## Work instructions
What you return must be every line from the beginning of the data through the line holding "use std::net::SocketAddr;", unchanged.

## Supplied data
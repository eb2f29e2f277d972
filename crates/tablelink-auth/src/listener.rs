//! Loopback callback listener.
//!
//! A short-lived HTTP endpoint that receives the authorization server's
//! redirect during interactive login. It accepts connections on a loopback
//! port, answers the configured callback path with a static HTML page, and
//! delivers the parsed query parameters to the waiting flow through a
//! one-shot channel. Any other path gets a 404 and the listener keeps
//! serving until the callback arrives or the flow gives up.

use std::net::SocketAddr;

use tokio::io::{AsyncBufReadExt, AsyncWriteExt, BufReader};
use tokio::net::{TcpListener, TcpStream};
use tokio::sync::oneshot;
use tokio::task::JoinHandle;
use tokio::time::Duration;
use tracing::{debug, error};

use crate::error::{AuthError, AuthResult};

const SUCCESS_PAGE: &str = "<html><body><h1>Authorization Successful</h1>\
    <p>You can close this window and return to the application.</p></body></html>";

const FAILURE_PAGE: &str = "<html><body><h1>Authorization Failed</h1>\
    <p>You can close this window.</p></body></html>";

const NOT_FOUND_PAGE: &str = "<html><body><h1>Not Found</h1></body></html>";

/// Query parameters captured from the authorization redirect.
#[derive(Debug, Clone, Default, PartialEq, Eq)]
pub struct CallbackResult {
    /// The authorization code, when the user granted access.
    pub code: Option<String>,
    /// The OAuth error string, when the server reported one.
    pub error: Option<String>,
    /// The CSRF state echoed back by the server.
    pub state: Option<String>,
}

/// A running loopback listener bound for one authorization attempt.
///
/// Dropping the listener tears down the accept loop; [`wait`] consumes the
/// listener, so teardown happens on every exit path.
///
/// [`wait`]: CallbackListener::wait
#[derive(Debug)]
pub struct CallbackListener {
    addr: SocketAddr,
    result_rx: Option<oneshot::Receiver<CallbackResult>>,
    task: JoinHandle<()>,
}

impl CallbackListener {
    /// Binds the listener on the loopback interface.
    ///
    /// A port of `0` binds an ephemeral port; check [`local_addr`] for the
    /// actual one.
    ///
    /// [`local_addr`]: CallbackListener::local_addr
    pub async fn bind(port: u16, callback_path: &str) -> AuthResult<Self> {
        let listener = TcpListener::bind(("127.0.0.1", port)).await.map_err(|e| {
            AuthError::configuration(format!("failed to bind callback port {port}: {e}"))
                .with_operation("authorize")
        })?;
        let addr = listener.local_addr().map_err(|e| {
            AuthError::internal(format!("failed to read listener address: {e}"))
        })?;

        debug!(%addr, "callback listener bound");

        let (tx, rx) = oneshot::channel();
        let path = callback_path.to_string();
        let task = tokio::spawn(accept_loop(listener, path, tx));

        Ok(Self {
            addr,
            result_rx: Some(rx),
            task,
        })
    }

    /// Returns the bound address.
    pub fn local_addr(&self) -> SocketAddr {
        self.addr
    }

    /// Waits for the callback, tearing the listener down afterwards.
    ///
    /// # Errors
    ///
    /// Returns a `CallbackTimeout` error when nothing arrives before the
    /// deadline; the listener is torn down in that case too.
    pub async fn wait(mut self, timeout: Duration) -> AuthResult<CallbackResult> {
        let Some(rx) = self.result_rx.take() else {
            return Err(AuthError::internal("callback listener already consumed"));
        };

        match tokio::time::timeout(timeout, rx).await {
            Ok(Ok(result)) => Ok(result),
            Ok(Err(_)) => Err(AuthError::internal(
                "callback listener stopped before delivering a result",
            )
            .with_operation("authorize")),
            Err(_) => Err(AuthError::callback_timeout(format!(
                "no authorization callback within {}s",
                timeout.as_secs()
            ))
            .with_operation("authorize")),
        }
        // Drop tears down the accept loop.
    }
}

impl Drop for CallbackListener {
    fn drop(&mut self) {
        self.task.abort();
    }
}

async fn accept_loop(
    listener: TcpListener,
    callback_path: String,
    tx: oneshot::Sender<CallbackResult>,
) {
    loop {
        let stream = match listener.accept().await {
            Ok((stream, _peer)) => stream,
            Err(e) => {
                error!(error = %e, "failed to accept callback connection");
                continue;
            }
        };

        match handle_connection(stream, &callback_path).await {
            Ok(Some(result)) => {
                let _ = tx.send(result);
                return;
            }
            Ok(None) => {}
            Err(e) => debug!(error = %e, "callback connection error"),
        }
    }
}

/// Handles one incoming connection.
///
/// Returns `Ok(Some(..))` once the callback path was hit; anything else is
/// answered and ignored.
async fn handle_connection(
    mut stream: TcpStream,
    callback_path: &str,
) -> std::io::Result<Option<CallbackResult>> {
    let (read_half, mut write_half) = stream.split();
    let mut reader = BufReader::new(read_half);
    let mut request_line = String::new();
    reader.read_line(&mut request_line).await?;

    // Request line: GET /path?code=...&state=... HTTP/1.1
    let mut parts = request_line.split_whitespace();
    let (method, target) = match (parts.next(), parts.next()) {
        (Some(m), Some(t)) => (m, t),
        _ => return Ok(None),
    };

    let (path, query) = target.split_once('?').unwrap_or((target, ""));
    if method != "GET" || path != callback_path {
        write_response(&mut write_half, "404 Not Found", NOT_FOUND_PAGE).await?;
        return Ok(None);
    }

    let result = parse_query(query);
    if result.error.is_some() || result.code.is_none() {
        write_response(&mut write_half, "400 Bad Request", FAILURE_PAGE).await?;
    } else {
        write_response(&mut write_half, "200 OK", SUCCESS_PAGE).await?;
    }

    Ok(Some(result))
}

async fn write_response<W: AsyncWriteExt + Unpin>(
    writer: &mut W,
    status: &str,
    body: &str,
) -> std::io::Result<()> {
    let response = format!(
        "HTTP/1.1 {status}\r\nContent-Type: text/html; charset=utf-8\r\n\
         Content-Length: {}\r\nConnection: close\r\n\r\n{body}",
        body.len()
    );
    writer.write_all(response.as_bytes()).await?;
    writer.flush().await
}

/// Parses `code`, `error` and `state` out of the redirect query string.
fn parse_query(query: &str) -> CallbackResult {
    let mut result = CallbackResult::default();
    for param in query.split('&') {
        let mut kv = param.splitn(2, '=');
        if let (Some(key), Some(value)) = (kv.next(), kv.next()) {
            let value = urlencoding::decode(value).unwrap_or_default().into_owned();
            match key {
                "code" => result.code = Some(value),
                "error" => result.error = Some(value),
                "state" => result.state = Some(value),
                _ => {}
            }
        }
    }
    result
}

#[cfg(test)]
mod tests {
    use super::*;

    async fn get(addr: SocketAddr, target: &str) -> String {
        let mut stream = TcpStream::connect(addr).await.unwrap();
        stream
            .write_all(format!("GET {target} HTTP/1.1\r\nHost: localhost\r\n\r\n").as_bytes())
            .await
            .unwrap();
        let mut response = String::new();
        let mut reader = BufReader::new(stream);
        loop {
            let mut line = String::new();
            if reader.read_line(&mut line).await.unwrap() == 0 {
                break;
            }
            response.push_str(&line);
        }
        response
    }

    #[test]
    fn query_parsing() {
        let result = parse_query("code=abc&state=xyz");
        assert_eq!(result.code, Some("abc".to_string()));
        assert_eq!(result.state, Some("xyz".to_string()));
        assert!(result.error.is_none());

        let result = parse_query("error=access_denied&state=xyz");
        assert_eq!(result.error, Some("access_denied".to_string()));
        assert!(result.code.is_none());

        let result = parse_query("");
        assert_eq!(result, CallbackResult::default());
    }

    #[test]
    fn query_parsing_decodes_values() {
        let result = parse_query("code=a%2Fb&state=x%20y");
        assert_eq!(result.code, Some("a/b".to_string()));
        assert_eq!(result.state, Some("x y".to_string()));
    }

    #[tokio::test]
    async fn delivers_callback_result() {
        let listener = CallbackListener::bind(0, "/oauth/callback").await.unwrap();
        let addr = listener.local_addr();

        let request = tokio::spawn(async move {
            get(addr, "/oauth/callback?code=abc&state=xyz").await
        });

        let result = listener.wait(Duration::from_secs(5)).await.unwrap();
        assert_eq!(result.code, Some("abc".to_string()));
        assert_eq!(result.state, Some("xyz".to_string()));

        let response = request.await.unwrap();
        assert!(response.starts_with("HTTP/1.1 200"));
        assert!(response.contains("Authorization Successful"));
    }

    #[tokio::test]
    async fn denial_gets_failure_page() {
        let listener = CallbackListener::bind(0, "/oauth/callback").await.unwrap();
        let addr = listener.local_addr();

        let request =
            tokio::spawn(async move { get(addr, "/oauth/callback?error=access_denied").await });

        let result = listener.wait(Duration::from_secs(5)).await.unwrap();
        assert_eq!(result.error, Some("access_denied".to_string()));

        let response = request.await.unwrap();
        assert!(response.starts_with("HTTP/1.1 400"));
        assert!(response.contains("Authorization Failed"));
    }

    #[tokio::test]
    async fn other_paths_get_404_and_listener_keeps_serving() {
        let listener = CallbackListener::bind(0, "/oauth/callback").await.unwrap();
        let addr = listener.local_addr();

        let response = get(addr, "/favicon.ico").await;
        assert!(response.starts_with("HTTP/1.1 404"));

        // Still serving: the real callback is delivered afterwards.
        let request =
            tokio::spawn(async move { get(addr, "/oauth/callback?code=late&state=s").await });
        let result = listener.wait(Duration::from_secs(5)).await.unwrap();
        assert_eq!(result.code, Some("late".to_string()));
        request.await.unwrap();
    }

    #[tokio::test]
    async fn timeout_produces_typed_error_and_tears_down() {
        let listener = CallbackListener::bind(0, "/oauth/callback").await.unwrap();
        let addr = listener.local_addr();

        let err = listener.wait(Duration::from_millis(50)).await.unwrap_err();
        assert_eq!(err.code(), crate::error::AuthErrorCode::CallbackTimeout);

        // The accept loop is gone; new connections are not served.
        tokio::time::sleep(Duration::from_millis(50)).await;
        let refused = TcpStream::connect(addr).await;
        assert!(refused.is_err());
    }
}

## Solution
repository eb2f29e2f277d972
filename crates/tablelink-auth/src/listener.rs
//! Loopback callback listener.
//!
//! A short-lived HTTP endpoint that receives the authorization server's
//! redirect during interactive login. It accepts connections on a loopback
//! port, answers the configured callback path with a static HTML page, and
//! delivers the parsed query parameters to the waiting flow through a
//! one-shot channel. Any other path gets a 404 and the listener keeps
//! serving until the callback arrives or the flow gives up.

use std::net::SocketAddr;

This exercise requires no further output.